▶ _What the exercise asks_
Among the entries below, find the lines that hold the word "SocketAddr" and report them.

________________

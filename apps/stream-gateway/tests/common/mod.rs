//! Shared setup for the gateway integration tests.

#![allow(dead_code, clippy::unwrap_used, clippy::expect_used)]

use std::net::SocketAddr;
use std::sync::Arc;
use std::time::Duration;

use tokio::net::TcpListener;
use tokio_util::sync::CancellationToken;

use stream_gateway::{
    AppState, DeliveryPolicy, GatewayServer, InMemorySource, InMemoryTradeRepository,
    MarketDataSource, MarketStream, MarketStreamConfig, ReconnectConfig, StockStream, TopicBus,
    TradeRepository, TradeStream, TradeStreamConfig,
};

/// Default wait for asynchronous effects.
pub const WAIT: Duration = Duration::from_secs(2);

/// A running gateway on a loopback port, backed by in-memory adapters.
pub struct Gateway {
    pub addr: SocketAddr,
    pub state: Arc<AppState>,
    pub market: Arc<MarketStream>,
    pub stock: Arc<StockStream>,
    pub trade: Arc<TradeStream>,
    pub source: Arc<InMemorySource>,
    pub repository: Arc<InMemoryTradeRepository>,
    pub bus: Arc<TopicBus>,
    pub cancel: CancellationToken,
}

impl Gateway {
    /// `ws://` URL for `path` on this gateway.
    pub fn ws_url(&self, path: &str) -> String {
        format!("ws://{}{path}", self.addr)
    }
}

impl Drop for Gateway {
    fn drop(&mut self) {
        self.cancel.cancel();
    }
}

/// Build the services without binding a socket.
pub fn build() -> (Arc<AppState>, Gateway) {
    let source = Arc::new(InMemorySource::new());
    let repository = Arc::new(InMemoryTradeRepository::new());
    let bus = Arc::new(TopicBus::default());
    let cancel = CancellationToken::new();
    let reconnect = ReconnectConfig::fixed(Duration::from_millis(10), 0);

    let stream_config = MarketStreamConfig {
        client_policy: DeliveryPolicy::DropNewest { capacity: 64 },
        ingest_capacity: 64,
        reconnect,
    };

    let market = MarketStream::start(
        Arc::clone(&source) as Arc<dyn MarketDataSource>,
        Arc::clone(&bus),
        stream_config,
        &cancel,
    );
    let stock = StockStream::start(
        Arc::clone(&source) as Arc<dyn MarketDataSource>,
        Arc::clone(&bus),
        stream_config,
        &cancel,
    );
    let trade = TradeStream::start(
        Arc::clone(&source) as Arc<dyn MarketDataSource>,
        Arc::clone(&bus),
        Arc::clone(&repository) as Arc<dyn TradeRepository>,
        TradeStreamConfig {
            ingest_capacity: 64,
            reconnect,
        },
        &cancel,
    );
    let state = Arc::new(AppState::new(
        Arc::clone(&market),
        Arc::clone(&stock),
        Arc::clone(&trade),
        Arc::clone(&repository) as Arc<dyn TradeRepository>,
        32,
        cancel.child_token(),
    ));

    let gateway = Gateway {
        addr: SocketAddr::from(([127, 0, 0, 1], 0)),
        state: Arc::clone(&state),
        market,
        stock,
        trade,
        source,
        repository,
        bus,
        cancel,
    };
    (state, gateway)
}

/// Build the services and serve them on a random loopback port.
pub async fn spawn_gateway() -> Gateway {
    let (state, mut gateway) = build();
    let listener = TcpListener::bind("127.0.0.1:0").await.unwrap();
    gateway.addr = listener.local_addr().unwrap();

    let server = GatewayServer::new(gateway.addr.port(), state, gateway.cancel.clone());
    tokio::spawn(server.serve(listener));
    gateway
}

/// Poll `condition` until it holds, failing after [`WAIT`].
pub async fn eventually<F: FnMut() -> bool>(mut condition: F) {
    tokio::time::timeout(WAIT, async {
        while !condition() {
            tokio::time::sleep(Duration::from_millis(5)).await;
        }
    })
    .await
    .expect("condition not reached in time");
}
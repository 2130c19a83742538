use crate::cli::output;

/// Describes how a column should align its contents.
#[derive(Clone, Copy, Debug, PartialEq, Eq)]
pub enum Alignment {
    Left,
    Right,
}

#[derive(Clone, Debug, PartialEq, Eq)]
pub struct TableColumn {
    pub header: String,
    pub alignment: Alignment,
}

impl TableColumn {
    pub fn left(header: impl Into<String>) -> Self {
        Self {
            header: header.into(),
            alignment: Alignment::Left,
        }
    }

    pub fn right(header: impl Into<String>) -> Self {
        Self {
            header: header.into(),
            alignment: Alignment::Right,
        }
    }
}

/// Plain-text table. Rendering returns one string per line so callers can
/// style rows individually.
pub struct Table {
    pub columns: Vec<TableColumn>,
    pub rows: Vec<Vec<String>>,
    pub padding: usize,
}

impl Table {
    pub fn new(columns: Vec<TableColumn>) -> Self {
        Self {
            columns,
            rows: Vec::new(),
            padding: 1,
        }
    }

    pub fn push_row(&mut self, row: Vec<String>) {
        self.rows.push(row);
    }

    pub fn compute_widths(&self) -> Vec<usize> {
        self.columns
            .iter()
            .enumerate()
            .map(|(idx, column)| {
                self.rows
                    .iter()
                    .filter_map(|row| row.get(idx))
                    .map(|cell| cell.chars().count())
                    .fold(column.header.chars().count(), usize::max)
            })
            .collect()
    }

    pub fn render_row(&self, row: &[String], widths: &[usize]) -> String {
        let cells: Vec<String> = self
            .columns
            .iter()
            .enumerate()
            .map(|(idx, column)| {
                let text = row.get(idx).map(String::as_str).unwrap_or("");
                render_cell(text, widths[idx], column.alignment, self.padding)
            })
            .collect();
        cells.join(" ").trim_end().to_string()
    }

    pub fn header_lines(&self, widths: &[usize]) -> Vec<String> {
        let header: Vec<String> = self.columns.iter().map(|c| c.header.clone()).collect();
        vec![
            self.render_row(&header, widths),
            horizontal_rule(widths, self.padding),
        ]
    }

    pub fn render_lines(&self) -> Vec<String> {
        let widths = self.compute_widths();
        let mut lines = self.header_lines(&widths);
        lines.extend(self.rows.iter().map(|row| self.render_row(row, &widths)));
        lines
    }

    pub fn print(&self) {
        for line in self.render_lines() {
            output::info(line);
        }
    }
}

pub fn render_cell(text: &str, width: usize, alignment: Alignment, padding: usize) -> String {
    let remaining = width.saturating_sub(text.chars().count());
    let (left, right) = match alignment {
        Alignment::Left => (0, remaining),
        Alignment::Right => (remaining, 0),
    };
    format!(
        "{pad}{}{text}{}{pad}",
        " ".repeat(left),
        " ".repeat(right),
        pad = " ".repeat(padding)
    )
}

pub fn horizontal_rule(widths: &[usize], padding: usize) -> String {
    let total: usize = widths.iter().map(|w| w + padding * 2).sum::<usize>()
        + widths.len().saturating_sub(1);
    "-".repeat(total)
}

#[cfg(test)]
mod tests {
    use super::*;

    #[test]
    fn aligns_columns_to_widest_cell() {
        let mut table = Table::new(vec![TableColumn::left("Type"), TableColumn::right("Amount")]);
        table.push_row(vec!["Income".into(), "1.00".into()]);
        table.push_row(vec!["Automatic".into(), "100.00".into()]);

        let lines = table.render_lines();
        assert_eq!(lines[0], " Type        Amount");
        assert_eq!(lines[1], "-".repeat(20));
        assert_eq!(lines[2], " Income        1.00");
        assert_eq!(lines[3], " Automatic   100.00");
    }
}
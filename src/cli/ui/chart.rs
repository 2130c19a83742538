//! Horizontal text bar charts.

use crate::domain::Month;

use super::formatting::format_money;

pub const BAR_WIDTH: usize = 30;
const FILLED: char = '#';
const EMPTY: char = '.';

/// Length of the bar drawn for `value` on an axis topped at `ceiling`.
/// Negative values draw an empty bar.
pub fn bar_length(value: f64, ceiling: f64, width: usize) -> usize {
    if ceiling <= 0.0 || value <= 0.0 {
        return 0;
    }
    let scaled = (value / ceiling * width as f64).round() as usize;
    scaled.min(width)
}

pub fn bar(value: f64, ceiling: f64) -> String {
    let filled = bar_length(value, ceiling, BAR_WIDTH);
    let mut out = String::with_capacity(BAR_WIDTH);
    out.extend(std::iter::repeat(FILLED).take(filled));
    out.extend(std::iter::repeat(EMPTY).take(BAR_WIDTH - filled));
    out
}

/// One line per month: short label, bar, and formatted value.
pub fn monthly_bars(values: &[f64], ceiling: f64, symbol: &str) -> Vec<String> {
    Month::all()
        .zip(values.iter())
        .map(|(month, value)| {
            format!(
                "{:<3} |{}| {}",
                month.short_label(),
                bar(*value, ceiling),
                format_money(*value, symbol)
            )
        })
        .collect()
}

________________

▶ _Exercise solution_
use std::net::SocketAddr;
    pub addr: SocketAddr,
        addr: SocketAddr::from(([127, 0, 0, 1], 0)),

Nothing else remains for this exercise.